Y-Statement capturing rationale for Freemarker selection

If you compare this decision record with the Y-template and example in this post, you will notice that the last part is new here, a free form sentence providing additional evidence and arguments from the criteria comparison and agreement discussion.7

Concluding Thoughts

The take-away messages from this post are:

  • While it is important to know when the most (vs. last) responsible moment for an architectural decision has come, it is equally important to know when it has passed and you are DONE-done with an AD.
  • A checklist or quick test can help the team to agree that it is actually time to move on.
  • I proposed five criteria E, C, A, D, R here: presence of evidence, criteria, agreement, documentation and identification of realization and review tasks.
  • A criteria-based checklist can remove ambiguities and cut unnecessary, inefficient discussions short by clarifying the difference between done and DONE-done.

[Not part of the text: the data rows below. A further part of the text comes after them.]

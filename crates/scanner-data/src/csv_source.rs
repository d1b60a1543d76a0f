//! CSV directory fetcher for offline scans.

use async_trait::async_trait;
use chrono::{NaiveDate, NaiveDateTime};
use csv::ReaderBuilder;
use scanner_core::error::DataError;
use scanner_core::traits::SeriesFetcher;
use scanner_core::types::{Bar, Lookback, PriceSeries, Timeframe};
use serde::Deserialize;
use std::path::{Path, PathBuf};
use tracing::debug;

/// CSV record format.
#[derive(Debug, Deserialize)]
struct CsvRecord {
    #[serde(
        alias = "Date",
        alias = "date",
        alias = "Datetime",
        alias = "timestamp",
        alias = "Timestamp"
    )]
    date: String,
    #[serde(alias = "Open", alias = "open", default)]
    open: Option<f64>,
    #[serde(alias = "High", alias = "high", default)]
    high: Option<f64>,
    #[serde(alias = "Low", alias = "low", default)]
    low: Option<f64>,
    #[serde(alias = "Close", alias = "close")]
    close: f64,
    #[serde(alias = "Volume", alias = "volume", default)]
    volume: Option<f64>,
}

/// Reads `{SYMBOL}.csv` files from a directory.
///
/// The lookback window is measured back from the newest bar in the file, not
/// from the wall clock, so recorded data stays usable.
pub struct CsvDirectoryFetcher {
    dir: PathBuf,
}

impl CsvDirectoryFetcher {
    /// Create a new CSV fetcher over `dir`.
    pub fn new(dir: impl Into<PathBuf>) -> Result<Self, DataError> {
        let dir = dir.into();
        if !dir.is_dir() {
            return Err(DataError::Internal(format!(
                "CSV data directory not found: {}",
                dir.display()
            )));
        }
        Ok(Self { dir })
    }

    /// Locate the file for a symbol, trying the exact and lowercase names.
    fn file_for(&self, symbol: &str) -> Option<PathBuf> {
        [
            self.dir.join(format!("{}.csv", symbol)),
            self.dir.join(format!("{}.csv", symbol.to_lowercase())),
        ]
        .into_iter()
        .find(|p| p.is_file())
    }
}

/// Load bars from a CSV file.
fn load_bars(path: &Path) -> Result<Vec<Bar>, DataError> {
    let mut reader = ReaderBuilder::new()
        .has_headers(true)
        .flexible(true)
        .trim(csv::Trim::All)
        .from_path(path)
        .map_err(|e| DataError::Parse(e.to_string()))?;

    let mut bars = Vec::new();

    for result in reader.deserialize() {
        let record: CsvRecord = result.map_err(|e| DataError::Parse(e.to_string()))?;
        let timestamp = parse_timestamp(&record.date)?;

        bars.push(Bar::new(
            timestamp,
            record.open.unwrap_or(record.close),
            record.high.unwrap_or(record.close),
            record.low.unwrap_or(record.close),
            record.close,
            record.volume.unwrap_or(0.0),
        ));
    }

    Ok(bars)
}

/// Parse various timestamp formats into Unix milliseconds.
fn parse_timestamp(date_str: &str) -> Result<i64, DataError> {
    let datetime_formats = ["%Y-%m-%d %H:%M:%S", "%Y-%m-%dT%H:%M:%S", "%Y-%m-%d %H:%M"];
    for format in datetime_formats {
        if let Ok(dt) = NaiveDateTime::parse_from_str(date_str, format) {
            return Ok(dt.and_utc().timestamp_millis());
        }
    }

    let date_formats = ["%Y-%m-%d", "%Y/%m/%d", "%m/%d/%Y"];
    for format in date_formats {
        if let Ok(d) = NaiveDate::parse_from_str(date_str, format) {
            if let Some(dt) = d.and_hms_opt(0, 0, 0) {
                return Ok(dt.and_utc().timestamp_millis());
            }
        }
    }

    // Try parsing as Unix timestamp
    if let Ok(ts) = date_str.parse::<i64>() {
        // Assume milliseconds if > 10 digits
        if ts > 10_000_000_000 {
            return Ok(ts);
        } else {
            return Ok(ts * 1000);
        }
    }

    Err(DataError::Parse(format!(
        "Could not parse date: {}",
        date_str
    )))
}

#[async_trait]
impl SeriesFetcher for CsvDirectoryFetcher {
    async fn fetch(
        &self,
        symbol: &str,
        lookback: Lookback,
        interval: Timeframe,
    ) -> Result<PriceSeries, DataError> {
        let Some(path) = self.file_for(symbol) else {
            debug!(symbol, dir = %self.dir.display(), "No CSV file for symbol");
            return Ok(PriceSeries::new(symbol, interval));
        };

        // File IO stays off the async workers
        let bars = tokio::task::spawn_blocking({
            let path = path.clone();
            move || load_bars(&path)
        })
        .await
        .map_err(|e| DataError::Internal(e.to_string()))??;
        let mut series = PriceSeries::from_bars(symbol, interval, bars);
        if let Some(newest) = series.last().map(|b| b.timestamp) {
            series.retain_since(newest - lookback.as_millis());
        }

        debug!(symbol, bars = series.len(), path = %path.display(), "Loaded CSV series");
        Ok(series)
    }

    fn name(&self) -> &str {
        "csv"
    }
}
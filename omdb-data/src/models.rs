use chrono::{DateTime, Utc};
use serde::{Deserialize, Serialize};

/// Summary record returned by a title search
#[derive(Debug, Clone, Default, PartialEq, Eq, Serialize, Deserialize)]
#[serde(rename_all = "PascalCase")]
pub struct Movie {
    #[serde(rename = "imdbID")]
    pub imdb_id: String,
    pub title: String,
    #[serde(default)]
    pub year: String,
    #[serde(rename = "Type", default)]
    pub kind: String,
    #[serde(default)]
    pub poster: String,
}

impl Movie {
    pub fn new(imdb_id: impl Into<String>, title: impl Into<String>) -> Self {
        Self {
            imdb_id: imdb_id.into(),
            title: title.into(),
            ..Default::default()
        }
    }
}

/// Detail record for a single title.
///
/// An empty `imdb_id` marks the record as absent; local sources return
/// `MovieInfo::default()` when they hold nothing for an identifier.
#[derive(Debug, Clone, Default, PartialEq, Eq, Serialize, Deserialize)]
#[serde(rename_all = "PascalCase", default)]
pub struct MovieInfo {
    #[serde(rename = "imdbID")]
    pub imdb_id: String,
    pub title: String,
    pub year: String,
    pub rated: String,
    pub released: String,
    pub runtime: String,
    pub genre: String,
    pub director: String,
    pub writer: String,
    pub actors: String,
    pub plot: String,
    pub language: String,
    pub country: String,
    pub poster: String,
    #[serde(rename = "imdbRating")]
    pub imdb_rating: String,
    #[serde(rename = "imdbVotes")]
    pub imdb_votes: String,
    #[serde(rename = "Type")]
    pub kind: String,
}

impl MovieInfo {
    pub fn new(imdb_id: impl Into<String>, title: impl Into<String>) -> Self {
        Self {
            imdb_id: imdb_id.into(),
            title: title.into(),
            ..Default::default()
        }
    }

    pub fn is_present(&self) -> bool {
        !self.imdb_id.is_empty()
    }
}

/// A previously issued query.
///
/// `Search::default()` has no query and stands for "nothing searched yet".
#[derive(Debug, Clone, Default, PartialEq, Eq, Serialize, Deserialize)]
pub struct Search {
    pub query: Option<String>,
    pub searched_at: Option<DateTime<Utc>>,
}

impl Search {
    pub fn new(query: impl Into<String>, searched_at: DateTime<Utc>) -> Self {
        Self {
            query: Some(query.into()),
            searched_at: Some(searched_at),
        }
    }
}

/// Cache key for a query: surrounding whitespace and letter case are ignored.
pub(crate) fn query_key(query: &str) -> String {
    query.trim().to_lowercase()
}

/// Cache key for a detail record, normalized like `query_key`.
pub(crate) fn imdb_key(imdb_id: &str) -> String {
    imdb_id.trim().to_lowercase()
}

#[cfg(test)]
mod tests {
    use super::*;

    #[test]
    fn test_movie_info_decodes_omdb_fields() {
        let body = r#"{
            "Title": "The Shawshank Redemption",
            "Year": "1994",
            "Rated": "R",
            "Director": "Frank Darabont",
            "imdbRating": "9.3",
            "imdbID": "tt0111161",
            "Type": "movie",
            "Response": "True"
        }"#;

        let info: MovieInfo = serde_json::from_str(body).unwrap();
        assert_eq!(info.imdb_id, "tt0111161");
        assert_eq!(info.imdb_rating, "9.3");
        assert_eq!(info.kind, "movie");
        assert!(info.plot.is_empty());
        assert!(info.is_present());
    }

    #[test]
    fn test_default_records_are_absent() {
        assert!(!MovieInfo::default().is_present());
        assert!(Search::default().query.is_none());
    }

    #[test]
    fn test_query_key_ignores_case_and_padding() {
        assert_eq!(query_key("  Batman "), "batman");
        assert_eq!(query_key(""), "");
    }

    #[test]
    fn test_imdb_key_ignores_case_and_padding() {
        assert_eq!(imdb_key(" TT0111161"), "tt0111161");
    }
}
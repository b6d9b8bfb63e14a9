use thiserror::Error;

/// Errors surfaced by the data layer, classified by origin.
#[derive(Error, Debug, Clone, PartialEq, Eq)]
pub enum DataError {
    /// Local storage failed to read or write
    #[error("Storage error: {0}")]
    Storage(String),

    /// The remote movie API was unreachable or answered with an error
    #[error("Fetch error: {0}")]
    Fetch(String),
}

impl DataError {
    pub fn is_storage(&self) -> bool {
        matches!(self, DataError::Storage(_))
    }

    pub fn is_fetch(&self) -> bool {
        matches!(self, DataError::Fetch(_))
    }
}

impl From<sqlx::Error> for DataError {
    fn from(err: sqlx::Error) -> Self {
        DataError::Storage(err.to_string())
    }
}

impl From<reqwest::Error> for DataError {
    fn from(err: reqwest::Error) -> Self {
        // request URLs carry the API key
        DataError::Fetch(err.without_url().to_string())
    }
}

pub type Result<T> = std::result::Result<T, DataError>;
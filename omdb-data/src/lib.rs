pub mod error;
pub mod models;
pub mod remote;
pub mod repository;
pub mod storage;
pub mod storage_postgres;

// Re-export commonly used types
pub use error::{DataError, Result};
pub use models::{Movie, MovieInfo, Search};
pub use remote::{OmdbClient, OmdbConfig, RemoteDataSource};
pub use repository::{MovieDataRepository, MovieRepository};
pub use storage::{InMemoryLocalDataSource, LocalDataSource};
pub use storage_postgres::PostgresLocalDataSource;
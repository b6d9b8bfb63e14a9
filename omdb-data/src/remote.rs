use async_trait::async_trait;
use reqwest::Client;
use serde::Deserialize;
use std::time::Duration;
use tracing::{debug, info};

use crate::{
    error::{DataError, Result},
    models::{Movie, MovieInfo},
};

pub const DEFAULT_BASE_URL: &str = "https://www.omdbapi.com";
pub const DEFAULT_TIMEOUT_SECS: u64 = 10;

/// OMDb answers a search with no hits using this error message
const NOT_FOUND_MESSAGE: &str = "Movie not found!";

/// Trait for the remote movie API
#[async_trait]
pub trait RemoteDataSource: Send + Sync {
    async fn get_movies(&self, title: &str) -> Result<Vec<Movie>>;
    async fn get_movie_info(&self, imdb_id: &str) -> Result<MovieInfo>;
}

/// Connection settings for the OMDb API
#[derive(Debug, Clone)]
pub struct OmdbConfig {
    pub api_key: String,
    pub base_url: String,
    pub timeout: Duration,
}

impl OmdbConfig {
    pub fn new(api_key: impl Into<String>) -> Self {
        Self {
            api_key: api_key.into(),
            base_url: DEFAULT_BASE_URL.to_string(),
            timeout: Duration::from_secs(DEFAULT_TIMEOUT_SECS),
        }
    }

    pub fn with_base_url(mut self, base_url: impl Into<String>) -> Self {
        self.base_url = base_url.into();
        self
    }

    pub fn with_timeout(mut self, timeout: Duration) -> Self {
        self.timeout = timeout;
        self
    }
}

#[derive(Debug, Deserialize)]
struct SearchEnvelope {
    #[serde(rename = "Response")]
    response: String,
    #[serde(rename = "Error", default)]
    error: Option<String>,
    #[serde(rename = "Search", default)]
    search: Vec<Movie>,
}

#[derive(Debug, Deserialize)]
struct InfoEnvelope {
    #[serde(rename = "Response")]
    response: String,
    #[serde(rename = "Error", default)]
    error: Option<String>,
    #[serde(flatten)]
    info: MovieInfo,
}

fn api_error(error: Option<String>) -> DataError {
    DataError::Fetch(error.unwrap_or_else(|| "OMDb request failed".to_string()))
}

pub(crate) fn decode_search(body: &str) -> Result<Vec<Movie>> {
    let envelope: SearchEnvelope = serde_json::from_str(body)
        .map_err(|e| DataError::Fetch(format!("invalid OMDb search response: {}", e)))?;

    if envelope.response.eq_ignore_ascii_case("true") {
        return Ok(envelope.search);
    }

    match envelope.error {
        Some(message) if message == NOT_FOUND_MESSAGE => Ok(Vec::new()),
        error => Err(api_error(error)),
    }
}

pub(crate) fn decode_movie_info(body: &str) -> Result<MovieInfo> {
    let envelope: InfoEnvelope = serde_json::from_str(body)
        .map_err(|e| DataError::Fetch(format!("invalid OMDb movie response: {}", e)))?;

    if !envelope.response.eq_ignore_ascii_case("true") {
        return Err(api_error(envelope.error));
    }
    if !envelope.info.is_present() {
        return Err(DataError::Fetch(
            "OMDb returned a movie without an IMDb id".to_string(),
        ));
    }
    Ok(envelope.info)
}

/// HTTP client for the OMDb API
pub struct OmdbClient {
    client: Client,
    config: OmdbConfig,
}

impl OmdbClient {
    pub fn new(config: OmdbConfig) -> Result<Self> {
        let client = Client::builder().timeout(config.timeout).build()?;
        Ok(Self { client, config })
    }

    async fn fetch(&self, params: &[(&str, &str)]) -> Result<String> {
        let response = self
            .client
            .get(&self.config.base_url)
            .query(&[("apikey", self.config.api_key.as_str())])
            .query(params)
            .send()
            .await?;

        let status = response.status();
        let body = response.text().await?;
        if !status.is_success() {
            return Err(DataError::Fetch(format!(
                "OMDb returned {}: {}",
                status, body
            )));
        }
        Ok(body)
    }
}

#[async_trait]
impl RemoteDataSource for OmdbClient {
    async fn get_movies(&self, title: &str) -> Result<Vec<Movie>> {
        info!("Searching OMDb for '{}'", title);
        let body = self.fetch(&[("s", title)]).await?;
        let movies = decode_search(&body)?;
        debug!("OMDb returned {} movies for '{}'", movies.len(), title);
        Ok(movies)
    }

    async fn get_movie_info(&self, imdb_id: &str) -> Result<MovieInfo> {
        info!("Fetching OMDb details for {}", imdb_id);
        let body = self.fetch(&[("i", imdb_id), ("plot", "full")]).await?;
        decode_movie_info(&body)
    }
}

Some ADs take longer than others (to make and agree upon). The strategic buy-or-build-or-rent decision for a company-wide customer relationship management system will require significant E, C, and A work, while the tactic decision to wrap calls to a messaging system or cloud provider to promote portability (hopefully) reaches the DONE-done state much sooner (but also might have to be revised more often). Cost, effort and risk guide the prioritization, as for instance RCDA teaches us.

You are never done with the entire decision making: one AD typically triggers others immediately, and the made ADs age and therefore might require your attention later. There always will be a backlog of less important/urgent ADs, new ones, ones to be revisited due to technology evolution and feedback from customers, operators or other stakeholders (the ultimate evidence for this observation can be found in the concepts of continuous and evolutionary architectures).

Unlike the Y-statement template used in the example, I have not applied the “ecADR” checklist proposed in this post as such in practice much yet (I certainly have applied all five criteria tacitly though). So your feedback is appreciated — do the above five criteria work for you? Did I miss a criterion (checklist item)? Contact me!

– Olaf (a.k.a. ZIO)

Acknowledgements

I would like to thank Mirko Stocker, Stefan Kapferer, Cesare Pautasso, Anton Jansen, Daniel Lübke, Uwe Zdun and Christian Ringler for participating in the “brain dump” experiments and/or fruitful discussions during the preparation of the first version of this post.

Notes

  1. if you do not like the term “technical story”, please use any term/concept that is commonly used for “non-story” type of tasks in your organization 

  2. Many variants of SMART exist. For requirements, I go with specific (to a context), measurable (or testable), agreed upon (in the team, with the client), realistic (for instance, by establishing landing zones), and time bound (aligned with the project planning/the product roadmap). 

  3. coding architects love this option and might argue that it is the only true one; however, it might not scale and fit each decision making context 

  4. At SATURN 2010, I emphasized the importance of the alternatives part in my award-winning presentation, and had a lively discussion with Philippe Kruchten, who had talked about ADs in a tutorial and his keynote; we eventually agreed that it does not make sense to list “fake” alternative just to be template- or method-compliant. Sometimes, there only is one choice (which should still be justified). 

  5. Context Map is a pattern in strategic domain-driven design. This map is not handmade, but generated from a DSL specification file with Context Mapper

  6. Note that I switched from “I” to “we” here; this was deliberate, as many decisions are made by teams and architecting has become a virtual, shared responsibility in many teams (see this article for related insights). 

  7. My second law of method adoption (after “if in doubt leave it out”, see previous post) is “do not follow blindly but adopt to your needs”